Zero time: Ball races outwards at .9c
t = 1ns (approximate): Ball creating plasma field, pitcher begins to disintegrate. Halfway through this disintegration, there would theoretically be a possibility for an injury timeout after the play. After the pitcher is disintegrated, the pitch would still be played, but play would halt to replace him.
t = 67ns (approxmiate): Ball reaches home plate and is struck by the bat. Our erstwhile batter is now ineligible for a hit-by-pitch under 608(b) because he has made contact with his bat. The ball is now considered to be in-play.
t = 67ns (approximate, but slightly later than the time the ball hits the bat): Batter disintegrated by nuclear fire. But because he hit the ball first, it will still be played. As the batter apparently can swing at and hit lightspeed projectiles, he may be super-human and immune to this firestorm. However, unless his bat is as well (and it can't be, it's a regulation MLB bat, made of wood), this timeline is not bothered by his survival.

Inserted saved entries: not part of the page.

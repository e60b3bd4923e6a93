//! Message handling.
//!
//! Pure decisions for the dispatch loop: how a client line becomes an
//! upstream line, and where an upstream message is delivered.

mod directive;
mod routing;

pub use directive::Directive;
pub use routing::{is_private_conversation, nick_update, route, Route};
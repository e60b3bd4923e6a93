//! Connection identifiers.

use std::fmt;
use std::sync::atomic::{AtomicU64, Ordering};

/// Identifies one local connection for the daemon's lifetime.
///
/// Ids are never reused, so a stale id can only ever miss.
#[derive(Clone, Copy, Debug, PartialEq, Eq, Hash, PartialOrd, Ord)]
pub struct ConnId(u64);

impl ConnId {
    /// Wrap a raw id. Ids handed out by [`ConnIdGenerator`] start at 1.
    #[cfg(test)]
    pub const fn from_raw(raw: u64) -> Self {
        Self(raw)
    }
}

impl fmt::Display for ConnId {
    fn fmt(&self, f: &mut fmt::Formatter<'_>) -> fmt::Result {
        write!(f, "c{}", self.0)
    }
}

/// Hands out monotonically increasing [`ConnId`]s.
#[derive(Debug)]
pub struct ConnIdGenerator {
    counter: AtomicU64,
}

impl Default for ConnIdGenerator {
    fn default() -> Self {
        Self::new()
    }
}

impl ConnIdGenerator {
    pub fn new() -> Self {
        Self {
            counter: AtomicU64::new(1),
        }
    }

    /// Generate the next unique id.
    pub fn next(&self) -> ConnId {
        ConnId(self.counter.fetch_add(1, Ordering::Relaxed))
    }
}

#[cfg(test)]
mod tests {
    use super::*;

    #[test]
    fn test_ids_are_sequential() {
        let generator = ConnIdGenerator::new();
        assert_eq!(generator.next(), ConnId::from_raw(1));
        assert_eq!(generator.next(), ConnId::from_raw(2));
    }

    #[test]
    fn test_display() {
        assert_eq!(ConnId::from_raw(42).to_string(), "c42");
    }
}
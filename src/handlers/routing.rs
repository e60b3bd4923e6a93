//! Where an upstream message goes.

use hatcog_proto::command::{is_channel, is_conversation, NICK, QUIT, RPL_WELCOME};
use hatcog_proto::Message;

/// Delivery target for one upstream message.
#[derive(Debug, Clone, PartialEq, Eq)]
pub enum Route {
    /// Every attached connection.
    All,
    /// Connections bound to this channel or peer.
    Channel(String),
}

/// Pick the delivery target.
///
/// `NICK` and `QUIT` concern every channel the user shares with us, and the
/// daemon does not track membership, so they go everywhere.
pub fn route(msg: &Message) -> Route {
    if msg.command == NICK || msg.command == QUIT || msg.channel.is_empty() {
        Route::All
    } else {
        Route::Channel(msg.channel.clone())
    }
}

/// The daemon's new nickname, if this message changes it.
pub fn nick_update(msg: &Message, current: &str) -> Option<String> {
    let nick = if msg.command == RPL_WELCOME {
        msg.args.first()?
    } else if msg.command == NICK && (msg.user.is_empty() || msg.user == current) {
        if msg.content.is_empty() {
            msg.args.first()?
        } else {
            &msg.content
        }
    } else {
        return None;
    };
    (!nick.is_empty() && nick.as_str() != current).then(|| nick.clone())
}

/// A message addressed to us personally (not a channel).
pub fn is_private_conversation(msg: &Message) -> bool {
    is_conversation(&msg.command) && !msg.channel.is_empty() && !is_channel(&msg.channel)
}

t = 68ns (approximate): Catcher fails to catch ball as it whizzes through him at near-lightspeed. He disintegrates too. Play will definitely stop to deal with fatalities after the pitch is played out.
t = 69-73ns (approximate): Home plate umpire disintegrates, thus meaning that the pitch cannot be called a ball or strike. Thankfully, in this scenario, the bat made first contact. The failure of the catcher to contain the ball and the backwards motion of the ball make the current call foul ball (which is a call that, in the event that the home plate umpire doesn't have a good view, can be made by the other umpires)

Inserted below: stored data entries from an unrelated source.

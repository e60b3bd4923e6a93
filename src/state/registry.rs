//! Registry - the set of attached local connections and their bindings.
//!
//! Each entry holds the sending half of its connection's outgoing queue.
//! The connection task is the only reader of that queue and the only
//! writer to the socket, so routing never touches a socket directly and no
//! lock is held across an await. Dropping an entry drops its sender, which
//! the connection task sees as a closed queue and answers by closing the
//! socket.
//!
//! All mutation goes through `&self` methods that take the write lock;
//! lookups and routing take the read lock.

use bytes::Bytes;
use parking_lot::RwLock;
use tokio::sync::mpsc;
use tokio::sync::mpsc::error::TrySendError;
use tracing::{debug, warn};

use super::uid::{ConnId, ConnIdGenerator};

/// Sending half of a connection's outgoing queue.
pub type Outgoing = mpsc::Sender<Bytes>;

/// Binding state of a live connection. `Closed` is represented by absence.
#[derive(Clone, Debug, PartialEq, Eq)]
pub enum ConnectionState {
    /// Attached, not yet bound to any channel.
    Connected,
    /// Bound to a channel or private-message peer.
    Bound(String),
}

/// Snapshot of one entry, safe to hold outside the lock.
#[derive(Clone, Debug, PartialEq, Eq)]
pub struct ConnectionInfo {
    pub id: ConnId,
    pub state: ConnectionState,
}

struct ConnectionEntry {
    id: ConnId,
    channel: String,
    outgoing: Outgoing,
}

impl ConnectionEntry {
    fn state(&self) -> ConnectionState {
        if self.channel.is_empty() {
            ConnectionState::Connected
        } else {
            ConnectionState::Bound(self.channel.clone())
        }
    }

    fn info(&self) -> ConnectionInfo {
        ConnectionInfo {
            id: self.id,
            state: self.state(),
        }
    }
}

/// The connection registry.
pub struct Registry {
    entries: RwLock<Vec<ConnectionEntry>>,
    ids: ConnIdGenerator,
}

impl Default for Registry {
    fn default() -> Self {
        Self::new()
    }
}

impl Registry {
    pub fn new() -> Self {
        Self {
            entries: RwLock::new(Vec::new()),
            ids: ConnIdGenerator::new(),
        }
    }

    /// Register a new, unbound connection.
    pub fn add(&self, outgoing: Outgoing) -> ConnId {
        let id = self.ids.next();
        self.entries.write().push(ConnectionEntry {
            id,
            channel: String::new(),
            outgoing,
        });
        debug!(%id, "Connection registered");
        id
    }

    /// Bind a connection to `channel`, replacing any previous binding.
    ///
    /// Returns false if the connection is no longer registered.
    pub fn bind(&self, id: ConnId, channel: impl Into<String>) -> bool {
        let channel = channel.into();
        let mut entries = self.entries.write();
        match entries.iter_mut().find(|entry| entry.id == id) {
            Some(entry) => {
                debug!(%id, from = %entry.channel, to = %channel, "Connection bound");
                entry.channel = channel;
                true
            }
            None => false,
        }
    }

    /// Current state of a connection, `None` once it is closed.
    pub fn state_of(&self, id: ConnId) -> Option<ConnectionState> {
        self.entries
            .read()
            .iter()
            .find(|entry| entry.id == id)
            .map(ConnectionEntry::state)
    }

    /// First connection bound to `channel`.
    pub fn lookup_by_channel(&self, channel: &str) -> Option<ConnectionInfo> {
        if channel.is_empty() {
            return None;
        }
        self.entries
            .read()
            .iter()
            .find(|entry| entry.channel == channel)
            .map(ConnectionEntry::info)
    }

    /// Whether any local client currently cares about `channel`.
    pub fn has_channel(&self, channel: &str) -> bool {
        self.lookup_by_channel(channel).is_some()
    }

    /// Queue `data` to every connection bound to `channel`.
    ///
    /// Returns the bytes queued across all matches. An empty channel name
    /// matches nothing: unbound connections are reached only by
    /// [`Registry::write_all`].
    pub fn write_to_channel(&self, channel: &str, data: &Bytes) -> usize {
        if channel.is_empty() {
            return 0;
        }
        self.write_where(|entry| entry.channel == channel, data)
    }

    /// Queue `data` to one connection.
    pub fn write_to(&self, id: ConnId, data: &Bytes) -> usize {
        self.write_where(|entry| entry.id == id, data)
    }

    /// Queue `data` to every connection.
    pub fn write_all(&self, data: &Bytes) -> usize {
        self.write_where(|_| true, data)
    }

    fn write_where(&self, matches: impl Fn(&ConnectionEntry) -> bool, data: &Bytes) -> usize {
        let mut written = 0;
        let mut failed = Vec::new();

        for entry in self.entries.read().iter().filter(|entry| matches(entry)) {
            match entry.outgoing.try_send(data.clone()) {
                Ok(()) => written += data.len(),
                Err(TrySendError::Full(_)) => {
                    warn!(id = %entry.id, channel = %entry.channel, "Outgoing queue full - dropping connection");
                    failed.push(entry.id);
                }
                Err(TrySendError::Closed(_)) => failed.push(entry.id),
            }
        }

        for id in failed {
            self.remove(id);
        }
        written
    }

    /// Remove exactly one connection, closing its socket.
    ///
    /// Other connections, including ones bound to the same channel, are
    /// untouched. Returns false if it was already gone.
    pub fn remove(&self, id: ConnId) -> bool {
        let removed = {
            let mut entries = self.entries.write();
            entries
                .iter()
                .position(|entry| entry.id == id)
                .map(|pos| entries.remove(pos))
        };
        match removed {
            Some(entry) => {
                debug!(%id, channel = %entry.channel, "Connection removed");
                true
            }
            None => false,
        }
    }

    /// Remove every connection. Returns how many were closed.
    pub fn close_all(&self) -> usize {
        let closed = std::mem::take(&mut *self.entries.write());
        closed.len()
    }

    #[cfg(test)]
    pub fn len(&self) -> usize {
        self.entries.read().len()
    }

    #[cfg(test)]
    pub fn is_empty(&self) -> bool {
        self.entries.read().is_empty()
    }
}
//! Record codec for tokio.
//!
//! Frames the daemon-to-client stream: one JSON-encoded [`Message`] per
//! newline-terminated line.

use bytes::{BufMut, BytesMut};
use tokio_util::codec::{Decoder, Encoder};

use crate::error::{ProtocolError, Result};
use crate::line::LineCodec;
use crate::message::{serialize, Message};

/// Default maximum record length in bytes.
///
/// A record carries the raw line plus its decoded fields, so it is several
/// times larger than the line it came from.
pub const MAX_RECORD_LEN: usize = 16 * 1024;

/// Tokio codec for encoding/decoding [`Message`] records.
///
/// Wraps [`LineCodec`] and decodes each line as JSON. Unlike the line
/// codec, a bad record is returned as the decode error itself.
#[derive(Debug, Clone)]
pub struct RecordCodec {
    inner: LineCodec,
}

impl Default for RecordCodec {
    fn default() -> Self {
        Self::new()
    }
}

impl RecordCodec {
    /// Create a codec limited to [`MAX_RECORD_LEN`] bytes per record.
    pub fn new() -> Self {
        Self::with_max_len(MAX_RECORD_LEN)
    }

    /// Create a codec with a custom max record length.
    pub fn with_max_len(max_len: usize) -> Self {
        Self {
            inner: LineCodec::with_max_len(max_len),
        }
    }
}

impl Decoder for RecordCodec {
    type Item = Message;
    type Error = ProtocolError;

    fn decode(&mut self, src: &mut BytesMut) -> Result<Option<Message>> {
        match self.inner.decode(src)? {
            Some(line) => Message::from_record(line?.as_bytes()).map(Some),
            None => Ok(None),
        }
    }
}

impl Encoder<&Message> for RecordCodec {
    type Error = ProtocolError;

    fn encode(&mut self, msg: &Message, dst: &mut BytesMut) -> Result<()> {
        let record = serialize(msg)?;
        dst.reserve(record.len());
        dst.put_slice(&record);
        Ok(())
    }
}
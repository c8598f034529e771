//! # Covering Node Search
//!
//! Answers "what would the statement cost under configuration `C`?" from the graph
//! alone, without calling the optimizer.
//!
//! ## Covering
//!
//! A node `n` covers `C` when `used(n) ⊆ C ⊆ configuration(n)`. The optimizer chose
//! a plan for `configuration(n)` that only needs `used(n)`; that plan is still
//! available under `C`, and `C` offers nothing `configuration(n)` did not. Under the
//! monotonicity assumption the optimizer picks the same plan for `C`, so
//! `cost(C) = cost(n)` exactly.
//!
//! ## Descent
//!
//! Positions of `C` outside the universe are ignored. The search starts at the root,
//! whose configuration is the whole universe and therefore contains `C`. At each node,
//! if every used index is in `C` the node covers `C`. Otherwise some used index `i`
//! is missing from `C`; following the edge that removes `i` keeps `C` inside the
//! configuration and gets one index closer to a cover. The lowest such position is
//! taken, which makes the walk deterministic. Each step removes one index, so the walk
//! is at most `|universe|` steps long.

use crate::bitset::IndexBitSet;
use crate::cost::Cost;
use crate::error::{IbgError, Result};
use crate::graph::{Child, IndexBenefitGraph, NodeId};
use serde::Serialize;
use tracing::trace;

/// The covering node found for a queried configuration.
#[derive(Debug, Clone, PartialEq, Serialize)]
pub struct FindResult {
    pub node: NodeId,
    pub cost: Cost,
    /// Used indexes of the covering node; a subset of the queried configuration.
    pub used: IndexBitSet,
}

/// Outcome of one step of the descent.
pub(crate) enum Step {
    Covered(NodeId),
    Next(NodeId),
    /// The edge that removes `removed` from `node` has not been expanded.
    Pending { node: NodeId, removed: usize },
    /// The node has no edge for a used index. Not produced by the constructor.
    Missing,
}

/// Restrict `configuration` to the positions of the graph's universe.
pub(crate) fn restrict(
    ibg: &IndexBenefitGraph,
    configuration: &IndexBitSet,
) -> IndexBitSet {
    let mut restricted = configuration.clone();
    restricted.intersect_with(&ibg.root().configuration);
    restricted
}

pub(crate) fn step(ibg: &IndexBenefitGraph, at: NodeId, target: &IndexBitSet) -> Step {
    let node = ibg.node(at);
    let Some(missing) = node.used.iter().find(|&p| !target.get(p)) else {
        return Step::Covered(at);
    };
    match node.edge(missing).map(|e| e.child) {
        Some(Child::Node(child)) => Step::Next(child),
        Some(Child::Pending) => Step::Pending {
            node: at,
            removed: missing,
        },
        None => Step::Missing,
    }
}

/// Find the node covering `configuration`.
///
/// Returns `Err(IncompleteGraph)` when the walk needs an edge that has not been
/// expanded, and `Ok(None)` when the graph has no edge to follow at all.
pub fn find(ibg: &IndexBenefitGraph, configuration: &IndexBitSet) -> Result<Option<FindResult>> {
    let target = restrict(ibg, configuration);
    let mut at = ibg.root().id;
    loop {
        match step(ibg, at, &target) {
            Step::Covered(id) => {
                let node = ibg.node(id);
                trace!("Configuration {} covered by node {}", target, id);
                return Ok(Some(FindResult {
                    node: id,
                    cost: node.cost,
                    used: node.used.clone(),
                }));
            }
            Step::Next(child) => at = child,
            Step::Pending { node, removed } => {
                return Err(IbgError::IncompleteGraph { node, removed });
            }
            Step::Missing => return Ok(None),
        }
    }
}

/// Cost of `configuration` read from the graph.
pub fn find_cost(ibg: &IndexBenefitGraph, configuration: &IndexBitSet) -> Result<Option<Cost>> {
    Ok(find(ibg, configuration)?.map(|r| r.cost))
}

/// Benefit of index `pos` relative to `configuration`: how much cheaper the statement
/// gets when `pos` is added, `cost(C \ {pos}) - cost(C ∪ {pos})`. Never negative under
/// the monotonicity assumption.
///
/// On a complete graph, indexes no node uses have zero benefit. On an incomplete graph
/// the unexplored region may still use them, so both costs are looked up and a pending
/// edge on either path is reported as `IncompleteGraph`.
pub fn benefit(
    ibg: &IndexBenefitGraph,
    pos: usize,
    configuration: &IndexBitSet,
) -> Result<Option<f64>> {
    if ibg.is_complete() && !ibg.is_used(pos) {
        return Ok(Some(0.0));
    }
    let without = configuration.without(pos);
    let mut with = ibg.universe().empty_configuration();
    with.union_with(&restrict(ibg, configuration));
    with.set(pos);

    let cost_without = find_cost(ibg, &without)?;
    let cost_with = find_cost(ibg, &with)?;
    let (Some(cost_without), Some(cost_with)) = (cost_without, cost_with) else {
        return Ok(None);
    };
    Ok(Some(cost_without.savings_to(cost_with)))
}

t = 69-79ns (approximate, depends on depth infield playing at and umpire position): The other two umpires (and several infielders) disintegrate. With the departure of the final umpire from the field before any are able to react and actually make a call, this incident is now ruled a no-pitch. Play resumes at the discretion of the league.
t = 134ns (approximate, depends on the ballpark): Ball shoots through home plate backstop. If there was anywhere still alive to call it, the ball has clearly left the playing field and is out-of-play and foul. The play is now dead so that we can sort out all of this mess.
Note: The speed of the ball from the pitcher all the way to the batter is reckoned at .9c, using 3E8 m/s as the approximation for c. Under the circumstances asked in the question, I assume that the ball holds this speed from the pitcher's mound all the way to home plate (and that, paradoxically, any related events also propagate at .9c rather than c). Times are rounded to the nearest full nanosecond. I messed up a decimal point and screwed up my times, but I think they're fixed now.